** Opening Exercise input block **
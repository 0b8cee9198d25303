//! In-memory console simulator.
//!
//! Behaves like a console that immediately confirms every write: each
//! `set_*` call stores the value and echoes it back as a parameter
//! event, and `request_full_sync` replays the whole surface. Used by
//! the test suite and by the `sim` console type so the agent can run
//! without hardware.

use std::sync::atomic::{AtomicBool, AtomicU32, Ordering};
use std::sync::Mutex;

use super::adapter::{AdapterEvent, ConsoleAdapter};
use super::params::{
    BusParam, ChannelParam, ConsoleCapabilities, ParamValue, ParameterUpdate, UpdateTarget,
};

struct SimChannel {
    name: String,
    fader: f32,
    muted: bool,
    pan: f32,
    sends: Vec<f32>,
}

pub struct SimConsole {
    caps: ConsoleCapabilities,
    connected: AtomicBool,
    meter_subscribed: AtomicBool,
    ticks: AtomicU32,
    channels: Mutex<Vec<SimChannel>>,
    bus_names: Mutex<Vec<String>>,
    tx: flume::Sender<AdapterEvent>,
    rx: flume::Receiver<AdapterEvent>,
}

impl SimConsole {
    pub fn new(channel_count: usize, bus_count: usize) -> Self {
        let (tx, rx) = flume::unbounded();
        let channels = (0..channel_count)
            .map(|_| SimChannel {
                name: String::new(),
                fader: 0.75,
                muted: false,
                pan: 0.0,
                sends: vec![0.0; bus_count],
            })
            .collect();
        Self {
            caps: ConsoleCapabilities {
                model: "Sim".into(),
                firmware: "1.0".into(),
                channel_count,
                bus_count,
                matrix_count: 0,
                dca_count: 8,
                fx_slots: 4,
                eq_bands: 6,
                has_motorized_faders: true,
                has_dynamic_eq: false,
                has_multiband_comp: false,
                meter_update_rate_ms: 50,
            },
            connected: AtomicBool::new(false),
            meter_subscribed: AtomicBool::new(false),
            ticks: AtomicU32::new(0),
            channels: Mutex::new(channels),
            bus_names: Mutex::new(vec![String::new(); bus_count]),
            tx,
            rx,
        }
    }

    /// Seed channel names before a sync (test scaffolding for shows).
    pub fn set_names(&self, names: &[(usize, &str)]) {
        let mut channels = self.channels.lock().unwrap();
        for &(ch, name) in names {
            if let Some(c) = channels.get_mut(ch - 1) {
                c.name = name.to_string();
            }
        }
    }

    /// Inject a meter reading, as the console's meter stream would.
    pub fn push_meter(&self, channel: usize, rms_db: f32, peak_db: f32) {
        let _ = self.tx.send(AdapterEvent::Meter { channel, rms_db, peak_db });
    }

    /// Inject an arbitrary update, as the console surface would emit it.
    pub fn push_update(&self, update: ParameterUpdate) {
        let _ = self.tx.send(AdapterEvent::Parameter(update));
    }

    pub fn tick_count(&self) -> u32 {
        self.ticks.load(Ordering::Relaxed)
    }

    pub fn meter_subscribed(&self) -> bool {
        self.meter_subscribed.load(Ordering::Relaxed)
    }

    /// Current simulated fader for assertions.
    pub fn fader(&self, ch: usize) -> f32 {
        self.channels.lock().unwrap()[ch - 1].fader
    }

    fn echo(&self, update: ParameterUpdate) {
        let _ = self.tx.send(AdapterEvent::Parameter(update));
    }
}

impl ConsoleAdapter for SimConsole {
    fn connect(&self, host: &str, port: u16) -> bool {
        log::info!("SimConsole: connected to {}:{} (virtual)", host, port);
        self.connected.store(true, Ordering::Release);
        let _ = self.tx.send(AdapterEvent::Connection(true));
        true
    }

    fn disconnect(&self) {
        self.connected.store(false, Ordering::Release);
        let _ = self.tx.send(AdapterEvent::Connection(false));
    }

    fn is_connected(&self) -> bool {
        self.connected.load(Ordering::Acquire)
    }

    fn capabilities(&self) -> ConsoleCapabilities {
        self.caps.clone()
    }

    fn request_full_sync(&self) {
        let channels = self.channels.lock().unwrap();
        for (i, ch) in channels.iter().enumerate() {
            let index = i + 1;
            self.echo(ParameterUpdate::channel_float(index, ChannelParam::Fader, ch.fader));
            self.echo(ParameterUpdate::channel_bool(index, ChannelParam::Mute, ch.muted));
            self.echo(ParameterUpdate::channel_float(index, ChannelParam::Pan, ch.pan));
            for (bus, &level) in ch.sends.iter().enumerate() {
                self.echo(ParameterUpdate {
                    target: UpdateTarget::Channel,
                    index,
                    aux_index: bus + 1,
                    param: ChannelParam::SendLevel,
                    value: ParamValue::Float(level),
                });
            }
            // Name last: sync progress is counted on Name updates
            self.echo(ParameterUpdate::channel_name(index, ch.name.clone()));
        }
        let bus_names = self.bus_names.lock().unwrap();
        for (i, name) in bus_names.iter().enumerate() {
            self.echo(ParameterUpdate {
                target: UpdateTarget::Bus,
                index: i + 1,
                aux_index: 0,
                param: ChannelParam::Name,
                value: ParamValue::Str(name.clone()),
            });
        }
    }

    fn set_channel_param(&self, channel: usize, param: ChannelParam, value: ParamValue) {
        {
            let mut channels = self.channels.lock().unwrap();
            let Some(ch) = channels.get_mut(channel.wrapping_sub(1)) else {
                return;
            };
            match param {
                ChannelParam::Fader => ch.fader = value.as_float(),
                ChannelParam::Mute => ch.muted = value.as_bool(),
                ChannelParam::Pan => ch.pan = value.as_float(),
                ChannelParam::Name => ch.name = value.as_str().to_string(),
                _ => {}
            }
        }
        self.echo(ParameterUpdate {
            target: UpdateTarget::Channel,
            index: channel,
            aux_index: 0,
            param,
            value,
        });
    }

    fn set_send_level(&self, channel: usize, bus: usize, level: f32) {
        {
            let mut channels = self.channels.lock().unwrap();
            let Some(ch) = channels.get_mut(channel.wrapping_sub(1)) else {
                return;
            };
            if bus >= 1 && bus <= ch.sends.len() {
                ch.sends[bus - 1] = level;
            }
        }
        self.echo(ParameterUpdate {
            target: UpdateTarget::Channel,
            index: channel,
            aux_index: bus,
            param: ChannelParam::SendLevel,
            value: ParamValue::Float(level),
        });
    }

    fn set_bus_param(&self, bus: usize, param: BusParam, value: f32) {
        let channel_param = match param {
            BusParam::Fader => ChannelParam::Fader,
            BusParam::Mute => ChannelParam::Mute,
            BusParam::Pan => ChannelParam::Pan,
            _ => return,
        };
        self.echo(ParameterUpdate {
            target: UpdateTarget::Bus,
            index: bus,
            aux_index: 0,
            param: channel_param,
            value: ParamValue::Float(value),
        });
    }

    fn subscribe_meter(&self, refresh_ms: u32) {
        log::debug!("SimConsole: meter subscription at {}ms", refresh_ms);
        self.meter_subscribed.store(true, Ordering::Relaxed);
    }

    fn unsubscribe_meter(&self) {
        self.meter_subscribed.store(false, Ordering::Relaxed);
    }

    fn tick(&self) {
        self.ticks.fetch_add(1, Ordering::Relaxed);
    }

    fn events(&self) -> flume::Receiver<AdapterEvent> {
        self.rx.clone()
    }
}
** Closing Exercise input block **
### Your task
Search the records for the word "SimConsole" and copy out every line that holds it.

### Your solution
pub struct SimConsole {
impl SimConsole {
impl ConsoleAdapter for SimConsole {
        log::info!("SimConsole: connected to {}:{} (virtual)", host, port);
        log::debug!("SimConsole: meter subscription at {}ms", refresh_ms);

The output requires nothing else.